Another bird I photographed was a coot on Green Lough near Cavan town in December. The old saying, “As bald as a coot” is a direct reference to the appearance of this bird which has a white forehead and bill that starkly contrast with its grey body and black head. Coots are widespread breeders across Ireland whose populations are increased by a winter influx of migrants. Breeding territories are known to be fiercely defended by coots and would not be afraid to charge intruders of any size.


Apart from the birdlife, County Cavan also boasts internationally renowned fishing lakes. On the shores of Lough Sheelin a few weeks ago, I met a fisherman from Carrickmacross who had come to fish on the lake.

“This is one of the best lakes in Europe for brown trout”, he told me. It was May and the mayfly were on the lake – which made it the perfect time to fish for trout. Interestingly, the name ‘mayfly’ is actually misleading because flies in this group can appear throughout the year. At one time they were called dayflies due to some of the species having an adult lifespan of just a single day. The common name comes from the habit of one species, which emerges as adults when the mayflower or hawthorn is in bloom.

Last winter I met two anglers on Lough Ramor fishing for pike. They travelled from Navan and Glangevlin in West Cavan to fish for the day. It was a cold winter’s day but the lads were quite content to brave the damp cold air “You get big pike in this lake in the winter!”

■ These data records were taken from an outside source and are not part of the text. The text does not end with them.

//! Delimited text parser with per-cell type inference

use indexmap::IndexMap;
use tracing::debug;

use crate::dataset::{Dataset, Record};
use crate::value::Value;

/// Parse delimited text into a dataset.
///
/// The first line is the header; the delimiter is tab if the header contains
/// a tab character, otherwise comma. The choice is made once and applied to
/// every row regardless of what later rows contain. Rows with fewer tokens
/// than headers get empty strings for the missing positions; surplus tokens
/// are ignored. No quoting or escaping is supported.
///
/// Malformed or too-short input degrades to an empty dataset rather than
/// failing.
pub fn parse_delimited(text: &str) -> Dataset {
    let lines: Vec<&str> = split_lines(text.trim());
    if lines.len() < 2 {
        return Dataset::empty();
    }

    let delimiter = if lines[0].contains('\t') { '\t' } else { ',' };
    let headers: Vec<String> = lines[0]
        .split(delimiter)
        .map(|h| h.trim().to_string())
        .collect();
    debug!(
        delimiter = if delimiter == '\t' { "tab" } else { "comma" },
        columns = headers.len(),
        rows = lines.len() - 1,
        "parsing delimited text"
    );

    let records = lines[1..]
        .iter()
        .map(|line| {
            let tokens: Vec<&str> = line.split(delimiter).collect();
            let fields: IndexMap<String, Value> = headers
                .iter()
                .enumerate()
                .map(|(i, h)| {
                    let raw = tokens.get(i).copied().unwrap_or("");
                    (h.clone(), Value::coerce(raw))
                })
                .collect();
            Record::new(fields)
        })
        .collect();

    Dataset::from_records(records)
}

/// Split on `\r?\n`. An empty input yields one empty line, matching how the
/// parser counts lines before deciding it has no data.
fn split_lines(text: &str) -> Vec<&str> {
    text.split('\n')
        .map(|line| line.strip_suffix('\r').unwrap_or(line))
        .collect()
}

#[cfg(test)]
mod tests {
    use super::*;

    #[test]
    fn record_count_is_line_count_minus_one() {
        let ds = parse_delimited("a,b\n1,2\n3,4\n5,6");
        assert_eq!(ds.len(), 3);
    }

    #[test]
    fn infers_numbers_and_text_per_cell() {
        let ds = parse_delimited("a,b\n1,2\n3,x");
        assert_eq!(ds.len(), 2);

        let first = &ds.records()[0];
        assert_eq!(first.get("a"), Some(&Value::Number(1.0)));
        assert_eq!(first.get("b"), Some(&Value::Number(2.0)));

        let second = &ds.records()[1];
        assert_eq!(second.get("a"), Some(&Value::Number(3.0)));
        assert_eq!(second.get("b"), Some(&Value::Text("x".to_string())));
    }

    #[test]
    fn delimiter_comes_from_header_only() {
        // Header says tab, so the comma row is one malformed token for the
        // first column and an empty string for the second.
        let ds = parse_delimited("a\tb\n1,2");
        assert_eq!(ds.len(), 1);
        let row = &ds.records()[0];
        assert_eq!(row.get("a"), Some(&Value::Text("1,2".to_string())));
        assert_eq!(row.get("b"), Some(&Value::Text(String::new())));
    }

    #[test]
    fn too_short_input_degrades_to_empty() {
        assert!(parse_delimited("").is_empty());
        assert!(parse_delimited("onlyheader").is_empty());
        assert!(parse_delimited("   \n  ").is_empty());
    }

    #[test]
    fn short_rows_pad_with_empty_strings() {
        let ds = parse_delimited("a,b,c\n1");
        let row = &ds.records()[0];
        assert_eq!(row.get("a"), Some(&Value::Number(1.0)));
        assert_eq!(row.get("b"), Some(&Value::Text(String::new())));
        assert_eq!(row.get("c"), Some(&Value::Text(String::new())));
    }

    #[test]
    fn surplus_tokens_are_ignored() {
        // Delimiters inside values are undefined behavior upstream; this
        // documents what actually happens without promising it.
        let ds = parse_delimited("a,b\n1,2,3");
        let row = &ds.records()[0];
        assert_eq!(row.len(), 2);
        assert_eq!(row.get("b"), Some(&Value::Number(2.0)));
    }

    #[test]
    fn blank_interior_lines_still_produce_records() {
        let ds = parse_delimited("a,b\n\n1,2");
        assert_eq!(ds.len(), 2);
        let blank = &ds.records()[0];
        assert_eq!(blank.get("a"), Some(&Value::Text(String::new())));
    }

    #[test]
    fn crlf_line_endings() {
        let ds = parse_delimited("a,b\r\n1,2\r\n3,4");
        assert_eq!(ds.len(), 2);
        assert_eq!(ds.records()[1].get("b"), Some(&Value::Number(4.0)));
    }

    #[test]
    fn header_and_cells_are_trimmed() {
        let ds = parse_delimited(" a , b \n 1 , x ");
        let row = &ds.records()[0];
        assert_eq!(row.get("a"), Some(&Value::Number(1.0)));
        assert_eq!(row.get("b"), Some(&Value::Text("x".to_string())));
    }

    #[test]
    fn tab_delimited_input() {
        let ds = parse_delimited("a\tb\n1\t2");
        let row = &ds.records()[0];
        assert_eq!(row.get("a"), Some(&Value::Number(1.0)));
        assert_eq!(row.get("b"), Some(&Value::Number(2.0)));
    }
}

Pike are an impressive looking predatory fish with elongated streamlined muscular bodies, pointed heads with a large mouth packed full of strong teeth. National tourism earnings from pike angling were estimated to be around €750 million pre-covid, emphasising what an important asset coarse fishing, and all angling, is to the local economy.

I photographed heron on Dromore Lough, Lough Sillan, and Carrafin Lough. The heron is noted for its patience and skill as a hunter, as it stands tall and erect for hours before suddenly attacking its prey with its stabbing beak. In rural Ireland, the heron is more often called the crane, but as the crane has been extinct in Ireland for three centuries, it is almost certain that the heron is the bird that is actually meant.

Happily there have been reports earlier this year of a pair of cranes attempting to breed at wetland sites in the midlands.

Who knows, perhaps before long this large wetland bird will return to Co. Cavan’s countryside once more.


One thing is for sure – for our lakeland and other wetland biodiversity to thrive, we need to look after these precious ecosystems. While understanding what is affecting our catchments and waterbodies can help us manage them, experience from projects in Ireland and around the world has shown that local community involvement is one of the keys to long-term success. I have found the website www.catchments.ie an excellent resource for learning more about the science and stories of our water catchments, especially those in County Cavan. It’s well worth checking out.

For further information on the biodiversity which can be found in your local area, lake or waterways, visit www.biodiversityIreland.ie.

If birds are your area of interest, find out how to get involved in surveys and monitoring schemes in the Cavan area by heading to www.birdwatchireland.ie.

I was fortunate to have some people involved in local nature and conservation reach out to me to help me identify some of this wildlife and to give me more information about it.

A special thanks to Heather Bothwell, Tom Broe at Birdwatch Ireland, and Ben Malone with the Local Authority Waters Programme for the insights on wildlife they have provided, which have greatly improved my understanding of the wildlife in Cavan. I would also like to thank some other people who helped with this part of the project: Tony, Christine, Martin, Seanóg, Phil, Pauric and Philip.

County Cavan is an area with an abundance of wildlife and hopefully, people will continue to discover it in the months and years ahead. There is so much to explore in the local countryside and a lot to learn about the wildlife all around us.